Have you ever had a thought come across your mind, and think… “is this heretical?” No? Just me? Cool…cool cool…coooool.
It was a normal Wednesday night, we had just wrapped up a series in our midweek about being All In. How we need to be living first for Christ. One of my students came up to me in the back of our youth room and asked to chat in my office. Jonah is the kid that every youth pastor dreams of. He attends everything, has an infectious joy, engages in the conversation, desires to grow in his relationship with Jesus, he is a student leader. Honestly, he is the kid you hope grows up to take your job from you. But he walked into my office and he was frustrated. He started talking about how he felt like maybe he was missing something. He was asking questions like why do I feel stuck. And told me how he thinks he maybe hit a wall? Something needs to get shaken up, there has to be something more, right?
But wait, this was the kid who “got it?” How could he be asking these kinds of questions?
The internal monologue in my head was saying, “Oh crap, oh crap, oh crap!” What was I supposed to say to him? Then I realized I think I had a similar experience in my life. It is not a perfect science and I have by no means done major research on this. But I have observed in my time in ministry there is oftentimes this wall that we hit in our faith. We meet Jesus or those who grow up in e church we start to make the faith our own. He begins to transform our lives. We begin to implement this new way of living. Regularly attend church, worship, prayer, reading the Bible, following Jesus’ commands, you know WWJD. Then maybe 5-7 years (at least in my observations) into this new life of following Jesus it was like a wall!
This point can be frustrating for many people., I know it was for me. It can be a moment where many students either lean into God for their relationship or some walk away from faith because they did “all the things” and this feeling of, “did I miss something” causes doubts.
I looked at Jonah and said I don’t know if you hit a wall. I think you maybe hit the Second Cross? He looked at me with a confused look. I wondered if I just spouted off some new false doctrine. That “oh crap” monologue started in my head again. But then the Holy Spirit took over. Many of us when we learn about Jesus we love the idea of the First Cross. Jesus Christ became man, lived a perfect life and died in our place on that cross because he loved us. That is good news! We love the First Cross because all we have to do is accept it. Thank you, Jesus! Then because of that cross, we can live a life of gratitude and obedience to Jesus.
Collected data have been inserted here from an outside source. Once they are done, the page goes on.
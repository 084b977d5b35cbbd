//! Movable and static game objects
//!
//! One `update` call advances an entity by exactly one fixed step and
//! resolves collisions against a static set, Y axis first, then X.

use glam::Vec2;

use super::collision::Aabb;
use crate::assets::VisualHandle;

/// Contacts found during the most recent update (reset every step)
#[derive(Debug, Clone, Copy, Default, PartialEq, Eq)]
pub struct CollisionFlags {
    pub top: bool,
    pub bottom: bool,
    pub left: bool,
    pub right: bool,
}

/// Crossing-axis overlap at or below this counts as touching (snap rounding)
const CONTACT_TOLERANCE: f32 = 1e-5;

/// A game object: the rocket or one of the platforms/rocks
#[derive(Debug, Clone, PartialEq)]
pub struct Entity {
    pub position: Vec2,
    /// Input direction (unit or zero), re-read every step
    pub movement: Vec2,
    pub velocity: Vec2,
    /// Constant acceleration (gravity for the rocket)
    pub acceleration: Vec2,
    /// Multiplier on `movement` when deriving horizontal velocity
    pub speed: f32,
    /// Collision box size (width, height)
    pub extents: Vec2,
    pub visual: VisualHandle,
    pub collisions: CollisionFlags,
}

impl Entity {
    /// Create a motionless entity
    pub fn new(position: Vec2, extents: Vec2, visual: VisualHandle) -> Self {
        Self {
            position,
            movement: Vec2::ZERO,
            velocity: Vec2::ZERO,
            acceleration: Vec2::ZERO,
            speed: 0.0,
            extents,
            visual,
            collisions: CollisionFlags::default(),
        }
    }

    /// Give the entity constant acceleration and an input speed
    pub fn with_motion(mut self, acceleration: Vec2, speed: f32) -> Self {
        self.acceleration = acceleration;
        self.speed = speed;
        self
    }

    #[inline]
    pub fn bounds(&self) -> Aabb {
        Aabb::new(self.position, self.extents)
    }

    /// Advance one fixed step and resolve collisions against `statics`
    pub fn update(&mut self, dt: f32, statics: &[Entity]) {
        self.collisions = CollisionFlags::default();

        // Horizontal velocity comes straight from input; vertical accumulates
        self.velocity.x = self.movement.x * self.speed;
        self.velocity += self.acceleration * dt;

        self.position.y += self.velocity.y * dt;
        self.resolve_vertical(statics);

        self.position.x += self.velocity.x * dt;
        self.resolve_horizontal(statics);
    }

    fn resolve_vertical(&mut self, statics: &[Entity]) {
        let half_height = self.extents.y * 0.5;
        for other in statics {
            let other_bounds = other.bounds();
            let gap = self.bounds().gap(&other_bounds);
            if gap.y >= 0.0 || gap.x > -CONTACT_TOLERANCE {
                continue;
            }
            if self.velocity.y > 0.0 {
                self.position.y = other_bounds.bottom() - half_height;
                self.velocity.y = 0.0;
                self.collisions.top = true;
            } else if self.velocity.y < 0.0 {
                self.position.y = other_bounds.top() + half_height;
                self.velocity.y = 0.0;
                self.collisions.bottom = true;
            }
        }
    }

    fn resolve_horizontal(&mut self, statics: &[Entity]) {
        let half_width = self.extents.x * 0.5;
        for other in statics {
            let other_bounds = other.bounds();
            let gap = self.bounds().gap(&other_bounds);
            if gap.x >= 0.0 || gap.y > -CONTACT_TOLERANCE {
                continue;
            }
            if self.velocity.x > 0.0 {
                self.position.x = other_bounds.left() - half_width;
                self.velocity.x = 0.0;
                self.collisions.right = true;
            } else if self.velocity.x < 0.0 {
                self.position.x = other_bounds.right() + half_width;
                self.velocity.x = 0.0;
                self.collisions.left = true;
            }
        }
    }
}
But then we come to Second Cross. What is the Second Cross you’re asking? Put down the pitchforks and torches. I think the Second Cross is the one Jesus is referring to in Matthew 16.
“Then Jesus said to his disciples, “If any of you wants to be my follower, you must give up your own way, take up your cross, and follow me. If you try to hang on to your life, you will lose it. But if you give up your life for my sake, you will save it. And what do you benefit if you gain the whole world but lose your own soul? Is anything worth more than your soul?”
Matthew 16:24-26 NLT
See there is a cost to following Jesus. In our youth groups, I hope we are actively teaching people the Gospel of Jesus. And the Bible is clear that accepting Jesus is a free gift that we cannot earn. But Jesus is making it very clear to us here that we must die to self. We must take up our cross and follow him. There comes a point in all of our lives where we have to ask, are we living for ourselves or are we living for Christ? Galatians 2:20 is my life verse. It depicts how I want to live my life.
My old self has been crucified with Christ. It is no longer I who live, but Christ lives in me. So I live in this earthly body by trusting in the Son of God, who loved me and gave himself for me. Galatians 2:20 NLT
This verse is my understanding of how we address the coming to the Second Cross. Do we have this understanding that when we say yes to Jesus we are pledging our life? Following Jesus is not an upgrade to our life, like a new update on our iPhone. It is a dismantling of self and saying I am living for something greater than my own life.
So the question I often find myself asking is this.
- Am I teaching students that to follow Christ is to deny ourselves and live for Him!
- Am I living that out in my own life?
Could part of the reason we see so many fall away from the church is that we are not actively preparing our students for the call of the Second Cross? May we never be people who teach all about the benefits of following Jesus while leaving out the cost of following him.
Jonah looked at me across my desk and just simply said, “huh, so my life isn’t about me anymore?” Bingo, so simple, yet so profound. This life we are living now has been ransomed by Jesus. When we truly grasp that…that wall ceases to be something we get stuck at but it becomes a cross that we take up, deny ourselves and follow after Jesus!